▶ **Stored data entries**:
"""
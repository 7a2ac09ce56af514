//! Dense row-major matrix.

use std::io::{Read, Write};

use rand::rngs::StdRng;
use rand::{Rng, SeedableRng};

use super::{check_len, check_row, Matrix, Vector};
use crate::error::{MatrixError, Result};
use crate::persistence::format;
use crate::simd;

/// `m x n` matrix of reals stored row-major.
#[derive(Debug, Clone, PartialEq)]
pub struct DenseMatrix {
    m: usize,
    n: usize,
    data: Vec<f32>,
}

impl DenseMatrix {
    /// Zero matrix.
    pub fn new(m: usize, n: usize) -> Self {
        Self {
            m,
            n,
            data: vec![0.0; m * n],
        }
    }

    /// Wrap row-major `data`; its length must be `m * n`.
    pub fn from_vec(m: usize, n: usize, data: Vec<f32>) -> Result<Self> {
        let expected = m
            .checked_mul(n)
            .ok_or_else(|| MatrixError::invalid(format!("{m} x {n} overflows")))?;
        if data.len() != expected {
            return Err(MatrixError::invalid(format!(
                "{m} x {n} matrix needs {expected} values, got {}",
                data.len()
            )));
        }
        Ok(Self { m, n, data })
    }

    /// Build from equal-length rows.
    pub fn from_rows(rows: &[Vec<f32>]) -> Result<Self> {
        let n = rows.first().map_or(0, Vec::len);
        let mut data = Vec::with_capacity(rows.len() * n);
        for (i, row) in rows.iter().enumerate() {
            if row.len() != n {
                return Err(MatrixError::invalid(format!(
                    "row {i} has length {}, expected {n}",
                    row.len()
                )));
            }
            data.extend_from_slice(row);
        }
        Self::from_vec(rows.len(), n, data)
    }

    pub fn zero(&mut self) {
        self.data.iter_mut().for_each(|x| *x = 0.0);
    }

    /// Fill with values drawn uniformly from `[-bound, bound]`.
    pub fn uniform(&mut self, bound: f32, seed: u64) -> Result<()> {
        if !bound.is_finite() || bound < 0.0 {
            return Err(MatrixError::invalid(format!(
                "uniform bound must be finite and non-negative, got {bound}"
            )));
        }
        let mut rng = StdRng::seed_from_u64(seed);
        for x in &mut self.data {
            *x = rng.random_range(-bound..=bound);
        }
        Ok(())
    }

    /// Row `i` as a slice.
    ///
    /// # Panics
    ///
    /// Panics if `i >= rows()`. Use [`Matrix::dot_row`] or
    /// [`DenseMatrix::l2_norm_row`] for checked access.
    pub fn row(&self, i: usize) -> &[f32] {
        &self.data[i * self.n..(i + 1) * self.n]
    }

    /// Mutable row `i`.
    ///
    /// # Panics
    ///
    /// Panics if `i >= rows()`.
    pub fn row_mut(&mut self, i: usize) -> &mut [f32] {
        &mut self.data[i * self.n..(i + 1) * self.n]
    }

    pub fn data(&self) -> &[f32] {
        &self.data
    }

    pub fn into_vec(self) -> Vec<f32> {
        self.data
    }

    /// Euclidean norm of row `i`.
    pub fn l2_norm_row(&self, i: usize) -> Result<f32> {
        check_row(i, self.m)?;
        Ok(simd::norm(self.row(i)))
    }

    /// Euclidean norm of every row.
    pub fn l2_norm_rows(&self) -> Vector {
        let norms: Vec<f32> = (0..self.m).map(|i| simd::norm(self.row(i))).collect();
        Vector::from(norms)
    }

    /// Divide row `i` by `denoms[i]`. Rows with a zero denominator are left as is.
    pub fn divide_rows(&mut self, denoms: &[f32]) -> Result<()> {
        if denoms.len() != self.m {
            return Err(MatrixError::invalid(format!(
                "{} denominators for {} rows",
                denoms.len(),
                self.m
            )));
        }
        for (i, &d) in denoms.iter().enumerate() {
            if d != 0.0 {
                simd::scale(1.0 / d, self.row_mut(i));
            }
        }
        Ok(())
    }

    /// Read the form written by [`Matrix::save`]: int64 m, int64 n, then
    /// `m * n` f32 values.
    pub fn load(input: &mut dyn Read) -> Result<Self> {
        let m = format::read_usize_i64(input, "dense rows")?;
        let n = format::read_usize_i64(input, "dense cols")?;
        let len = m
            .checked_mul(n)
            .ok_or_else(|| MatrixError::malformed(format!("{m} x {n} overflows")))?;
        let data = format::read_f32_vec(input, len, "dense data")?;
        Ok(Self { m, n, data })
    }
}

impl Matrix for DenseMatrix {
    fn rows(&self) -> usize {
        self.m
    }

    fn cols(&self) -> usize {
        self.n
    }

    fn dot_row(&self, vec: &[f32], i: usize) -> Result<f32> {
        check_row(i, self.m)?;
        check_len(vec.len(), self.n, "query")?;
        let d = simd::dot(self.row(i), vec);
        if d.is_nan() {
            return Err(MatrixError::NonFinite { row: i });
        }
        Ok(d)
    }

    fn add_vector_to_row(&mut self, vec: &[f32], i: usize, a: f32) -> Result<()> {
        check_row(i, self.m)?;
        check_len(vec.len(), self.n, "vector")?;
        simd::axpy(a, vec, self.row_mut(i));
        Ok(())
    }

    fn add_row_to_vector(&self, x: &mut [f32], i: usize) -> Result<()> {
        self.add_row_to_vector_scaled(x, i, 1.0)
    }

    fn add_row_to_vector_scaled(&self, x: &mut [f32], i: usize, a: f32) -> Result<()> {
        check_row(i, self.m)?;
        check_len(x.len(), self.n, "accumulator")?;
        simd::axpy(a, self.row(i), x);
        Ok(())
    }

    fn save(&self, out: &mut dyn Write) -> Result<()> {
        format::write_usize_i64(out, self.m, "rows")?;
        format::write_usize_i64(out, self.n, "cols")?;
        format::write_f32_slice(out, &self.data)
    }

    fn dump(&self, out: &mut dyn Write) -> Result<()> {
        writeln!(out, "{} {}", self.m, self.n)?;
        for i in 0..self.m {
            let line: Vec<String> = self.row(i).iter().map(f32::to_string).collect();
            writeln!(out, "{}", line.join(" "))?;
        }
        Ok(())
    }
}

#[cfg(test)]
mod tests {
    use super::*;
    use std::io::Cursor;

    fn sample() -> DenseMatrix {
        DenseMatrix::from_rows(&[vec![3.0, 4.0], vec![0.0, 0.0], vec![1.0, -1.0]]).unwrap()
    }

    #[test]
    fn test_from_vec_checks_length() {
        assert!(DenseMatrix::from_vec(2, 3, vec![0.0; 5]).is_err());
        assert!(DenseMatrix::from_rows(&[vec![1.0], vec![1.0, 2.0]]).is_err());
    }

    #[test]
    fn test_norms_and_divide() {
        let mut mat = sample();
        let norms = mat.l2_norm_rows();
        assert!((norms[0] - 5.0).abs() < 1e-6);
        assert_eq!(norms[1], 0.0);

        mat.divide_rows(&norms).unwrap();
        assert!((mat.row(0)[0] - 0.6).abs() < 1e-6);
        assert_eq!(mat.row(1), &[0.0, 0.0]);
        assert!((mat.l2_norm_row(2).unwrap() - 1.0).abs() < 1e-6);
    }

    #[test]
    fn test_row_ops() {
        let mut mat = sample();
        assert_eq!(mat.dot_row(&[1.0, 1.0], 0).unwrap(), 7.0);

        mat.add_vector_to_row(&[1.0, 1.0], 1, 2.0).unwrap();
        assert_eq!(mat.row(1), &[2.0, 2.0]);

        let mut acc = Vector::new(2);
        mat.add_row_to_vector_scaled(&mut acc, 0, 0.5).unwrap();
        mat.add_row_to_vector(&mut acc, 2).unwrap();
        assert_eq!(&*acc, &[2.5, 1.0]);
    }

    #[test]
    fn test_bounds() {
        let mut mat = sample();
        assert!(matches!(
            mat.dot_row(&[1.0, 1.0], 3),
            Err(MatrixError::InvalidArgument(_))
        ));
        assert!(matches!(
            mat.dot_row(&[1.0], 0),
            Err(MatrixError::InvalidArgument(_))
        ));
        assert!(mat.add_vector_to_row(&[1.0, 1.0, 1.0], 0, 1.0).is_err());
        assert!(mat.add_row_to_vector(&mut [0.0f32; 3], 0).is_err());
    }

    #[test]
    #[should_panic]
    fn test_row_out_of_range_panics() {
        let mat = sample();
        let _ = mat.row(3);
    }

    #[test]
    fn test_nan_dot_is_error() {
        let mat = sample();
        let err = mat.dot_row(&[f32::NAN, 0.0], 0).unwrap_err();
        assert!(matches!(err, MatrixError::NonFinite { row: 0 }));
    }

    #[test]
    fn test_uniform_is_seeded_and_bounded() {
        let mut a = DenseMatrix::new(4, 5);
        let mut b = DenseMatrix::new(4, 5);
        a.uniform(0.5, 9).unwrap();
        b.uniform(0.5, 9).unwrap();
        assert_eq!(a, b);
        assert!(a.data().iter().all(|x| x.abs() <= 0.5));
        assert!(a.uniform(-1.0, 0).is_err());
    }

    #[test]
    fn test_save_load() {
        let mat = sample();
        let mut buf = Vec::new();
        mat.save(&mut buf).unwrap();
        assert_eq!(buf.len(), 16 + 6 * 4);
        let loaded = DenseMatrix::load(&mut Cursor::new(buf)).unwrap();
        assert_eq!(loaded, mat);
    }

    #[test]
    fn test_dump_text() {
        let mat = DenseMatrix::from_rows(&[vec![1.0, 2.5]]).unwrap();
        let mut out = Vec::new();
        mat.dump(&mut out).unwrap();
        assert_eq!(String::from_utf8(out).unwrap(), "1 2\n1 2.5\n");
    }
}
"""
"""
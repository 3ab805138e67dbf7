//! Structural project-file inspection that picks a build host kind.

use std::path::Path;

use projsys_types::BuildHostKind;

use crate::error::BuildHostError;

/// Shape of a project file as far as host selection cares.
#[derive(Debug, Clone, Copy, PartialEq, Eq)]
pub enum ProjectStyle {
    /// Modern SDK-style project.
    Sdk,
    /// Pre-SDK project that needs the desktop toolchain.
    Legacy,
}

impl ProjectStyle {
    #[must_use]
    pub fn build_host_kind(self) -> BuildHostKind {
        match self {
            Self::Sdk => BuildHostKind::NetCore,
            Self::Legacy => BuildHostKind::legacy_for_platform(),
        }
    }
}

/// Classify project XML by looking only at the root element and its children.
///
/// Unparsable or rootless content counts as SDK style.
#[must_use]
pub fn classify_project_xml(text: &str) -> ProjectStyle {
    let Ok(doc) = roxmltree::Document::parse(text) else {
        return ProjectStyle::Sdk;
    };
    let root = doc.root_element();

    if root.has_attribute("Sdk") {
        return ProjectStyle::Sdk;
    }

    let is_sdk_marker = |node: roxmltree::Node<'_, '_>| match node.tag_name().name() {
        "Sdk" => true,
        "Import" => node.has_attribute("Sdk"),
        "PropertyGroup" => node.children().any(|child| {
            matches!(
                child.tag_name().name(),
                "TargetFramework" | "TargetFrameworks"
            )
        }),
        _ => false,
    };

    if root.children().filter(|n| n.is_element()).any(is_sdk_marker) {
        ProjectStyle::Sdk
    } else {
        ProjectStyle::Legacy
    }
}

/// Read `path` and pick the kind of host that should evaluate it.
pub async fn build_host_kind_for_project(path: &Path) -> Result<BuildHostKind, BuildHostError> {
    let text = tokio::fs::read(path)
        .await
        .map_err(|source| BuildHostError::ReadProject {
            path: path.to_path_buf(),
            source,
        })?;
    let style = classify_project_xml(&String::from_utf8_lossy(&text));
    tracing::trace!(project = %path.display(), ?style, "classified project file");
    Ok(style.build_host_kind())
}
"""
▶ **WHAT TO PRODUCE**: Lines that contain the word "enumerate": how many are there in the data? Give the number and nothing else.

▶ **RESULT OF THE EXERCISE**: 2